Saved data entries
——————————

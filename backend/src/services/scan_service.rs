use std::sync::Arc;
use std::time::Duration;

use async_trait::async_trait;

use crate::{
    config::{
        ConfigManager, ScanConfig, ScanConfigPatch, Settings, VulnerabilityDefinition,
        VulnerabilityLibrary, VulnerabilityRulePatch,
    },
    error::{ApiError, LastError},
    models::{
        BatchScanCreate, BatchScanOutcome, RecentSummary, ScanCreate, ScanRecord, ScanResult,
        ScanStartResponse, ScanStatus, VulnerabilityStats,
    },
    repositories::StateStore,
    services::{
        backend::{ConfigBackend, ReportBackend, ScanBackend},
        random::RandomSource,
        report_service::ReportService,
        scan_registry::ScanRegistry,
        simulator::{ScanSimulator, SimulatorTiming},
        task_manager::TaskManager,
    },
};

const INTERRUPTED_AT_STARTUP: &str = "Scan interrupted by a service restart";
const INTERRUPTED_AT_SHUTDOWN: &str = "Scan interrupted by service shutdown";

/// Dependency root for scan orchestration: owns the registry, the scan
/// configuration and the simulator tasks, and exposes the scan, report and
/// config surfaces.
pub struct ScanService {
    registry: Arc<ScanRegistry>,
    config: Arc<ConfigManager>,
    reports: ReportService,
    simulator: Arc<ScanSimulator>,
    task_manager: Arc<TaskManager>,
    store: Arc<dyn StateStore + Send + Sync>,
    last_error: Arc<LastError>,
    shutdown_grace: Duration,
}

impl ScanService {
    /// Restore state from `store` and wire the simulator.
    pub async fn initialize(
        store: Arc<dyn StateStore + Send + Sync>,
        settings: &Settings,
        rng: Arc<dyn RandomSource>,
    ) -> Result<Self, ApiError> {
        let last_error = Arc::new(LastError::new());
        let config = Arc::new(ConfigManager::initialize(store.clone(), last_error.clone()).await?);
        let registry = Arc::new(
            ScanRegistry::load(store.clone(), last_error.clone(), settings.seed_demo_data).await?,
        );

        // Nothing drives scans left active by a previous process.
        registry.fail_interrupted_scans(INTERRUPTED_AT_STARTUP).await;

        let simulator = Arc::new(ScanSimulator::new(
            registry.clone(),
            config.shared_config(),
            rng,
            SimulatorTiming::from_settings(settings),
        ));

        Ok(Self {
            reports: ReportService::new(registry.clone()),
            registry,
            config,
            simulator,
            task_manager: Arc::new(TaskManager::new()),
            store,
            last_error,
            shutdown_grace: Duration::from_millis(settings.shutdown_grace_ms),
        })
    }

    pub fn task_manager(&self) -> &TaskManager {
        &self.task_manager
    }

    /// Message from the most recent failed mutating operation.
    pub fn last_error(&self) -> Option<String> {
        self.last_error.get()
    }

    /// Register a scan and schedule its simulated lifecycle.
    pub async fn create_scan(
        &self,
        url: &str,
        modules: Option<Vec<String>>,
    ) -> Result<ScanRecord, ApiError> {
        let config = self.config.snapshot();
        let record = self.registry.create_scan(url, modules, &config).await?;

        let simulator = self.simulator.clone();
        let scan_id = record.id.clone();
        self.task_manager
            .submit(&record.id, async move { simulator.run(scan_id).await })
            .await;

        Ok(record)
    }

    /// Cancel a pending or running scan. Its simulator observes the new status
    /// under the registry lock and is aborted as well.
    pub async fn cancel_scan(&self, id: &str) -> Result<ScanRecord, ApiError> {
        let record = self.registry.cancel_scan(id).await?;
        self.task_manager.cancel(id).await;
        Ok(record)
    }

    pub async fn delete_scan(&self, id: &str) -> Result<(), ApiError> {
        self.registry.delete_scan(id).await
    }

    pub async fn clear_all_scans(&self) -> usize {
        self.registry.clear_all_scans().await
    }

    pub async fn delete_report(&self, id: &str) -> Result<(), ApiError> {
        self.registry.delete_report(id).await
    }

    pub async fn active_scans_count(&self) -> usize {
        self.registry.active_scans_count().await
    }

    pub async fn get_all_scans(&self) -> Vec<ScanRecord> {
        self.registry.get_all_scans().await
    }

    pub async fn get_all_results(&self) -> Vec<ScanResult> {
        self.registry.get_all_results().await
    }

    /// Wait for the simulator of `id` to finish. Mostly useful in tests.
    pub async fn wait_for_scan(&self, id: &str) {
        self.task_manager.wait_for(id).await;
    }

    pub async fn check_store(&self) -> Result<(), ApiError> {
        self.store.ping().await
    }

    /// Stop all simulators, fail the scans they were driving and flush every
    /// slot. Storage errors are returned, not swallowed.
    pub async fn shutdown(&self) -> Result<(), ApiError> {
        let aborted = self.task_manager.shutdown(self.shutdown_grace).await;
        let interrupted = self
            .registry
            .fail_interrupted_scans(INTERRUPTED_AT_SHUTDOWN)
            .await;

        self.registry.flush().await.map_err(|e| {
            self.last_error
                .capture("Failed to flush scans during shutdown", e)
        })?;
        self.config.flush().await.map_err(|e| {
            self.last_error
                .capture("Failed to flush scan configuration during shutdown", e)
        })?;

        tracing::info!(aborted, interrupted, "scan service shut down");
        Ok(())
    }
}

#[async_trait]
impl ScanBackend for ScanService {
    async fn start_scan(&self, request: ScanCreate) -> Result<ScanStartResponse, ApiError> {
        let record = self.create_scan(&request.url, request.modules).await?;
        Ok(ScanStartResponse {
            scan_id: record.id,
            status: ScanStatus::Pending,
            message: "Scan started".to_string(),
        })
    }

    async fn batch_scan(&self, request: BatchScanCreate) -> Result<Vec<BatchScanOutcome>, ApiError> {
        if request.urls.is_empty() {
            return Err(ApiError::validation("urls must not be empty"));
        }

        let total = request.urls.len();
        let mut outcomes = Vec::with_capacity(total);
        for url in request.urls {
            let outcome = match self.create_scan(&url, request.modules.clone()).await {
                Ok(record) => BatchScanOutcome {
                    url,
                    scan_id: Some(record.id),
                    error: None,
                },
                Err(e) => BatchScanOutcome {
                    url,
                    scan_id: None,
                    error: Some(e.to_string()),
                },
            };
            outcomes.push(outcome);
        }

        let failed = outcomes.iter().filter(|o| o.error.is_some()).count();
        if failed > 0 {
            self.last_error
                .set(format!("Failed to start {} of {} scans", failed, total));
        }
        tracing::info!(total, failed, "batch scan submitted");
        Ok(outcomes)
    }

    async fn get_scan_status(&self, id: &str) -> Result<ScanRecord, ApiError> {
        self.registry.get_scan_status(id).await
    }

    async fn get_active_scans(&self) -> Result<Vec<ScanRecord>, ApiError> {
        Ok(self.registry.get_active_scans().await)
    }
}

#[async_trait]
impl ReportBackend for ScanService {
    async fn list_reports(&self) -> Result<Vec<ScanResult>, ApiError> {
        Ok(self.reports.list_reports().await)
    }

    async fn get_report(&self, id: &str) -> Result<ScanResult, ApiError> {
        self.reports.get_report(id).await
    }

    async fn recent_summary(&self, days: Option<i64>) -> Result<RecentSummary, ApiError> {
        self.reports.recent_summary(days).await
    }

    async fn delete_report(&self, id: &str) -> Result<(), ApiError> {
        self.reports.delete_report(id).await
    }

    async fn vulnerability_stats(&self) -> Result<VulnerabilityStats, ApiError> {
        Ok(self.reports.vulnerability_stats().await)
    }
}

#[async_trait]
impl ConfigBackend for ScanService {
    async fn get_config(&self) -> Result<ScanConfig, ApiError> {
        Ok(self.config.get_config())
    }

    async fn update_config(&self, patch: ScanConfigPatch) -> Result<ScanConfig, ApiError> {
        self.config.update_config(patch).await
    }

    async fn get_vulnerability_library(&self) -> Result<VulnerabilityLibrary, ApiError> {
        Ok(self.config.get_vulnerability_library())
    }

    async fn update_vulnerability_rule(
        &self,
        module: &str,
        patch: VulnerabilityRulePatch,
    ) -> Result<VulnerabilityDefinition, ApiError> {
        self.config.update_vulnerability_rule(module, patch).await
    }

    async fn reset_config(&self) -> Result<ScanConfig, ApiError> {
        Ok(self.config.reset_config().await)
    }
}
use axum::{
    extract::{Path, State},
    response::Json,
};

use crate::{
    config::{
        ScanConfig, ScanConfigPatch, VulnerabilityDefinition, VulnerabilityLibrary,
        VulnerabilityRulePatch,
    },
    error::ApiError,
    AppState,
};

pub async fn get_config(State(app_state): State<AppState>) -> Result<Json<ScanConfig>, ApiError> {
    Ok(Json(app_state.config.get_config().await?))
}

pub async fn update_config(
    State(app_state): State<AppState>,
    Json(patch): Json<ScanConfigPatch>,
) -> Result<Json<ScanConfig>, ApiError> {
    Ok(Json(app_state.config.update_config(patch).await?))
}

pub async fn get_vulnerability_library(
    State(app_state): State<AppState>,
) -> Result<Json<VulnerabilityLibrary>, ApiError> {
    Ok(Json(app_state.config.get_vulnerability_library().await?))
}

pub async fn update_vulnerability_rule(
    State(app_state): State<AppState>,
    Path(module): Path<String>,
    Json(patch): Json<VulnerabilityRulePatch>,
) -> Result<Json<VulnerabilityDefinition>, ApiError> {
    let rule = app_state
        .config
        .update_vulnerability_rule(&module, patch)
        .await?;
    Ok(Json(rule))
}

pub async fn reset_config(State(app_state): State<AppState>) -> Result<Json<ScanConfig>, ApiError> {
    Ok(Json(app_state.config.reset_config().await?))
}
use std::collections::BTreeMap;

use serde::{Deserialize, Serialize};

use crate::models::Severity;

/// Finding counts per severity; every level is always present.
#[derive(Debug, Clone, Copy, Default, PartialEq, Eq, Serialize, Deserialize)]
pub struct SeverityCounts {
    pub low: usize,
    pub medium: usize,
    pub high: usize,
    pub critical: usize,
}

impl SeverityCounts {
    pub fn record(&mut self, severity: Severity) {
        match severity {
            Severity::Low => self.low += 1,
            Severity::Medium => self.medium += 1,
            Severity::High => self.high += 1,
            Severity::Critical => self.critical += 1,
        }
    }
}

/// Aggregate over the scan results started within a recent window.
#[derive(Debug, Clone, Default, PartialEq, Serialize, Deserialize)]
pub struct RecentSummary {
    pub days: i64,
    pub total_scans: usize,
    pub completed: usize,
    pub failed: usize,
    pub vulnerability_summary: BTreeMap<String, usize>,
    pub severity_counts: SeverityCounts,
}

/// Finding counts keyed by module/type.
pub type VulnerabilityStats = BTreeMap<String, usize>;
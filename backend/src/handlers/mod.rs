pub mod config_handlers;
pub mod health_handlers;
pub mod report_handlers;
pub mod scan_handlers;

pub use health_handlers::{health_check, liveness_check};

——————————

PROBLEM: A single number is the whole answer: the tally of lines above that contain "VulnerabilityRulePatch".

EXERCISE RESULT: 4